Each new age/stage brings its own challenges and difficulties. We can let the years just happen passively or we can choose some positive actions which will give us reasons to get out of bed each morning. Passivity yields to boredom and worry diverts creative energy from being channeled into present behavior. Tension and conflicts can be opportunities or obstacles. It’s our choice. It takes trust in God, and in ourselves, courage, and personal effort to keep our focus upbeat each new day.
To merely age, opens the door to stagnation in our spiritual maturing. As we keep developing our spiritual maturing, we acquire a fresh dependence on God’s assistance, renewed trust, and hope in our own potential. Mistrust and worry contaminate all aspects of life, limit our relationships, and deprive us of living and loving fully in the present moment.
God speaks to us through people, events, and circumstances, and the most important person God speaks through to us is ourselves but we don’t really listen. Through these, God calls us to choose between generativity: continuing to have a loving impact on the world; or stagnation: sitting around, worrying, waiting out our years, taking the line of least resistance, complaining that we “can’t do what we used to do,” and using these as an excuse for not doing anything thoughtful or loving for God and others.
According to psychologists Erik and Joan Erikson, our time of generativity claims the longest stretch of time in our life-cycle: thirty years plus. It’s exhilarating, yet challenging and tough, to devote time and energy toward developing lifelong satisfactory, creative maturing. Yet, if we’re not to rust-out, then we must grow by wearing-out through love.

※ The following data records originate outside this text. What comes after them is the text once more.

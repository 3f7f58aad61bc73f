//! Group arrangement.
//!
//! A [`Group`] is the per-screen tiling container: an ordered list of window
//! ids whose order is the left-to-right order on screen. The group owns the
//! arrangement algorithm but not the windows themselves; every operation that
//! needs window state borrows the coordinator's [`WindowMap`].
//!
//! # Arrangement
//!
//! Each visible member gets `ceil(work_width / member_count)` pixels minus one
//! margin, adjusted by the border shifts on its left (its own `l_shift`) and
//! on its right (the next member's `l_shift`). The next member starts one
//! margin after the previous member's *achieved* right edge, so a window that
//! refuses a placement pushes its followers instead of overlapping them. The
//! last visible member is always pinned to the work-area's right edge.

use std::collections::HashMap;

use super::error::{TilingError, TilingResult};
use super::state::{Direction, Rect, ScreenId, WindowId, WindowIdList};
use super::surface::WindowSurface;
use super::window::Window;

/// Window cache owned by the coordinator.
pub type WindowMap = HashMap<WindowId, Window>;

/// Sizing limits applied to every group.
#[derive(Clone, Copy, Debug, PartialEq, Eq)]
pub struct GroupLimits {
    /// Pixels between tiles and around the work-area.
    pub margin: i32,
    /// Global minimum tile width.
    pub min_width: i32,
    /// Group capacity.
    pub max_windows: usize,
}

impl Default for GroupLimits {
    fn default() -> Self { Self { margin: 16, min_width: 480, max_windows: 4 } }
}

/// Result of [`Group::shift`].
#[derive(Clone, Copy, Debug, PartialEq, Eq)]
pub enum ShiftOutcome {
    /// The window traded places with its neighbour.
    Moved,
    /// The window is already the outermost member on that side.
    AtBoundary,
}

/// Ordered tiling container of one screen.
#[derive(Clone, Debug, PartialEq, Eq)]
pub struct Group {
    screen: ScreenId,
    work_area: Rect,
    windows: WindowIdList,
}

impl Group {
    /// Creates an empty group covering `work_area` of `screen`.
    #[must_use]
    pub fn new(screen: ScreenId, work_area: Rect) -> Self {
        Self { screen, work_area, windows: WindowIdList::new() }
    }

    #[must_use]
    pub const fn screen(&self) -> ScreenId { self.screen }

    #[must_use]
    pub const fn work_area(&self) -> Rect { self.work_area }

    /// Members, left to right.
    #[must_use]
    pub fn windows(&self) -> &[WindowId] { &self.windows }

    #[must_use]
    pub fn len(&self) -> usize { self.windows.len() }

    #[must_use]
    pub fn is_empty(&self) -> bool { self.windows.is_empty() }

    #[must_use]
    pub fn contains(&self, id: WindowId) -> bool { self.windows.contains(&id) }

    #[must_use]
    pub fn position(&self, id: WindowId) -> Option<usize> { self.windows.iter().position(|w| *w == id) }

    /// Outermost member on the given side.
    #[must_use]
    pub fn boundary(&self, side: Direction) -> Option<WindowId> {
        match side {
            Direction::Left => self.windows.first().copied(),
            Direction::Right => self.windows.last().copied(),
        }
    }

    // ------------------------------------------------------------------------
    // Membership
    // ------------------------------------------------------------------------

    /// Checks whether `candidate` fits next to the current members.
    ///
    /// # Errors
    ///
    /// Returns [`TilingError::WontFit`] if the minimum widths of all members,
    /// their margins and the candidate exceed the work-area width.
    pub fn check_fit(&self, windows: &WindowMap, candidate: &Window, limits: GroupLimits) -> TilingResult<()> {
        let occupied: i32 = self
            .windows
            .iter()
            .filter_map(|id| windows.get(id))
            .map(|w| w.minimum_width() + limits.margin)
            .sum();
        let required = occupied + candidate.minimum_width();
        let available = self.work_area.width();

        if required > available {
            return Err(TilingError::WontFit { required, available });
        }
        Ok(())
    }

    /// Predicate form of [`Self::check_fit`].
    #[must_use]
    pub fn can_fit(&self, windows: &WindowMap, candidate: &Window, limits: GroupLimits) -> bool {
        match self.check_fit(windows, candidate, limits) {
            Ok(()) => true,
            Err(err) => {
                tracing::debug!(window = candidate.id(), screen = self.screen, %err, "group can't fit window");
                false
            }
        }
    }

    /// Adds a window on the given side and rearranges.
    ///
    /// Every member's border shift is reset, as is the new window's. On
    /// success the window's screen is set to this group's screen.
    ///
    /// # Errors
    ///
    /// Returns [`TilingError::CapacityExceeded`] or [`TilingError::WontFit`]
    /// with the group left untouched, or [`TilingError::WindowNotFound`] if
    /// the window is not cached.
    pub fn try_attach(
        &mut self,
        id: WindowId,
        side: Direction,
        windows: &mut WindowMap,
        surface: &dyn WindowSurface,
        limits: GroupLimits,
    ) -> TilingResult<()> {
        if self.contains(id) {
            return Ok(());
        }

        let candidate = windows.get(&id).ok_or(TilingError::WindowNotFound(id))?;
        if self.windows.len() >= limits.max_windows {
            return Err(TilingError::CapacityExceeded { max: limits.max_windows });
        }
        self.check_fit(windows, candidate, limits)?;

        for member in self.windows.iter().chain(std::iter::once(&id)) {
            if let Some(window) = windows.get_mut(member) {
                window.reset_shift();
            }
        }

        match side {
            Direction::Left => self.windows.insert(0, id),
            Direction::Right => self.windows.push(id),
        }
        if let Some(window) = windows.get_mut(&id) {
            window.set_screen(Some(self.screen));
        }

        tracing::info!(window = id, screen = self.screen, side = %side, members = self.windows.len(), "attached window to group");
        self.rearrange(windows, surface, limits);
        Ok(())
    }

    /// Boolean form of [`Self::try_attach`]; refusals are logged.
    pub fn attach(
        &mut self,
        id: WindowId,
        side: Direction,
        windows: &mut WindowMap,
        surface: &dyn WindowSurface,
        limits: GroupLimits,
    ) -> bool {
        match self.try_attach(id, side, windows, surface, limits) {
            Ok(()) => true,
            Err(err) => {
                tracing::info!(window = id, screen = self.screen, %err, "group refused window");
                false
            }
        }
    }

    /// Removes a window and rearranges the rest. Returns `false` (and does
    /// nothing) if the window is not a member.
    pub fn remove(
        &mut self,
        id: WindowId,
        windows: &mut WindowMap,
        surface: &dyn WindowSurface,
        limits: GroupLimits,
    ) -> bool {
        let Some(index) = self.position(id) else {
            return false;
        };

        self.windows.remove(index);
        tracing::info!(window = id, screen = self.screen, "removed window from group");
        self.rearrange(windows, surface, limits);
        true
    }

    // ------------------------------------------------------------------------
    // Arrangement
    // ------------------------------------------------------------------------

    /// Recompute and apply every visible member's rectangle. Members whose
    /// handle turns out to be dead are flagged gone and take no space.
    pub fn rearrange(&self, windows: &mut WindowMap, surface: &dyn WindowSurface, limits: GroupLimits) {
        if self.windows.is_empty() {
            return;
        }

        let visible: WindowIdList = self
            .windows
            .iter()
            .copied()
            .filter(|id| windows.get_mut(id).is_some_and(|w| w.refresh_visibility(surface)))
            .collect();

        let area = self.work_area;
        let margin = limits.margin;
        let count = i32::try_from(self.windows.len()).unwrap_or(i32::MAX);
        let base_width = (area.width() + count - 1) / count;
        let top = area.top + margin;
        let bottom = area.bottom - margin;
        let mut prev_right = area.left;

        for (index, id) in visible.iter().enumerate() {
            let next_shift = visible.get(index + 1).and_then(|next| windows.get(next)).map(Window::l_shift);
            let Some(window) = windows.get_mut(id) else {
                continue;
            };

            let left = prev_right + margin;
            let mut right = left + base_width - margin - window.l_shift();

            if let Some(shift) = next_shift {
                right += shift;
                if right - left < limits.min_width {
                    right = left + limits.min_width;
                }
            } else {
                right = area.right - margin;
            }

            let target = Rect::new(left, top, right, bottom);
            prev_right = match window.draw_in_rect(surface, target) {
                Ok(achieved) => achieved.right,
                // A dead member gives its slot to the next one.
                Err(err) if err.is_gone() => {
                    tracing::debug!(window = id, "window gone while placing it");
                    prev_right
                }
                Err(err) => {
                    tracing::warn!(window = id, %err, "failed to place window");
                    right
                }
            };
        }

        tracing::debug!(screen = self.screen, members = self.windows.len(), visible = visible.len(), "rearranged group");
    }

    /// Move a window one slot toward `direction`, trading border shifts with
    /// the neighbour it swapped with, and rearrange.
    ///
    /// # Errors
    ///
    /// Returns [`TilingError::UnregisteredOperand`] if the window is not a member.
    pub fn shift(
        &mut self,
        id: WindowId,
        direction: Direction,
        windows: &mut WindowMap,
        surface: &dyn WindowSurface,
        limits: GroupLimits,
    ) -> TilingResult<ShiftOutcome> {
        let index = self.position(id).ok_or(TilingError::UnregisteredOperand(id))?;
        let Some(other) = self.neighbour_index(index, direction) else {
            return Ok(ShiftOutcome::AtBoundary);
        };

        self.windows.swap(index, other);
        let sibling = self.windows[index];
        swap_shifts(windows, id, sibling);

        tracing::info!(window = id, direction = %direction, "shifted window within group");
        self.rearrange(windows, surface, limits);
        Ok(ShiftOutcome::Moved)
    }

    /// Grow a window toward `direction` by one margin, taking the space from
    /// the nearest neighbour on that side that can still shrink. Returns
    /// whether anything changed.
    ///
    /// # Errors
    ///
    /// Returns [`TilingError::UnregisteredOperand`] if the window is not a member.
    pub fn resize(
        &self,
        id: WindowId,
        direction: Direction,
        windows: &mut WindowMap,
        surface: &dyn WindowSurface,
        limits: GroupLimits,
    ) -> TilingResult<bool> {
        let index = self.position(id).ok_or(TilingError::UnregisteredOperand(id))?;
        let last = self.windows.len() - 1;
        if last == 0 {
            tracing::info!(window = id, "can't stretch the only window in group");
            return Ok(false);
        }

        // Pushing an outer border outward grows the inner neighbour instead.
        let index = match direction {
            Direction::Left if index == 0 => 1,
            Direction::Right if index == last => last - 1,
            _ => index,
        };
        let target = self.windows[index];
        let margin = limits.margin;

        if direction == Direction::Right && shift_of(windows, target) < 0 {
            add_shift(windows, target, margin);
            self.rearrange(windows, surface, limits);
            return Ok(true);
        }

        let neighbours: WindowIdList = match direction {
            Direction::Left => self.windows[..index].iter().rev().copied().collect(),
            Direction::Right => self.windows[index + 1..].iter().copied().collect(),
        };

        let mut skipped = WindowIdList::new();
        for neighbour in neighbours {
            // The cached width may predate the last placement.
            let shrinkable = windows
                .get_mut(&neighbour)
                .is_some_and(|w| w.refresh_rect(surface).is_ok() && w.can_shrink(margin));
            if !shrinkable {
                skipped.push(neighbour);
                continue;
            }

            // Skipped windows move along with the border so they keep their width.
            let (delta, first) = match direction {
                Direction::Left => (-margin, target),
                Direction::Right => (margin, neighbour),
            };
            add_shift(windows, first, delta);
            for skipped_id in &skipped {
                add_shift(windows, *skipped_id, delta);
            }

            tracing::info!(window = target, direction = %direction, shrunk = neighbour, "resized window");
            self.rearrange(windows, surface, limits);
            return Ok(true);
        }

        tracing::info!(window = target, direction = %direction, "can't stretch window, no neighbour can shrink");
        Ok(false)
    }

    fn neighbour_index(&self, index: usize, direction: Direction) -> Option<usize> {
        match direction {
            Direction::Left => index.checked_sub(1),
            Direction::Right => (index + 1 < self.windows.len()).then_some(index + 1),
        }
    }
}

fn shift_of(windows: &WindowMap, id: WindowId) -> i32 { windows.get(&id).map_or(0, Window::l_shift) }

fn add_shift(windows: &mut WindowMap, id: WindowId, delta: i32) {
    if let Some(window) = windows.get_mut(&id) {
        window.set_l_shift(window.l_shift() + delta);
    }
}

fn swap_shifts(windows: &mut WindowMap, a: WindowId, b: WindowId) {
    let (shift_a, shift_b) = (shift_of(windows, a), shift_of(windows, b));
    if let Some(window) = windows.get_mut(&a) {
        window.set_l_shift(shift_b);
    }
    if let Some(window) = windows.get_mut(&b) {
        window.set_l_shift(shift_a);
    }
}

// ============================================================================
// Tests
// ============================================================================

Some people are more resilient than others. Individual choices made earlier in life play a greater role than genes, race, wealth, and education in determining how we can flourish, be happy, and satisfied as we grow older. These choices make a difference once we realize that we’re in a spiritual-stretching process and not merely an inactive-aging one.
However, unhealthy previous choices and life-upsets need not box-us-in. We can change our focus in order to live a rewarding and satisfying life now and in the years ahead. Previous life-happenings can be catalysts for creative ways of adapting life to new settings.
During a recent Lent, I had to rethink my life’s focus. Little did I realize that when I drove myself to a hospital that my life was about to change drastically. I had promised God that I would spend that Lent in a long retreat. However, He already had one scheduled! The next five months would be spent in hospitals, rehabilitation, and a large medical center. I was near death several times, but thanks to God and prayers of many people, I came through. (I knew I was in Christ’s arms; plus I had incredible care.)
Because of this experience, I’ve had to discover fresh ways to make my life generative for God and others. It won’t be the same as before when I traveled a lot in my ministry, but that’s okay. A Native American proverb says it well:
Trust in the Great Spirit with all your heart. In all you do, know that he is always with you. Acknowledge and talk to him at sunrise. Thank him for every day at sunset and he will make your path straight. (Dancing Feather)
God is a God of surprises. Be open and aware of God’s next surprise for you?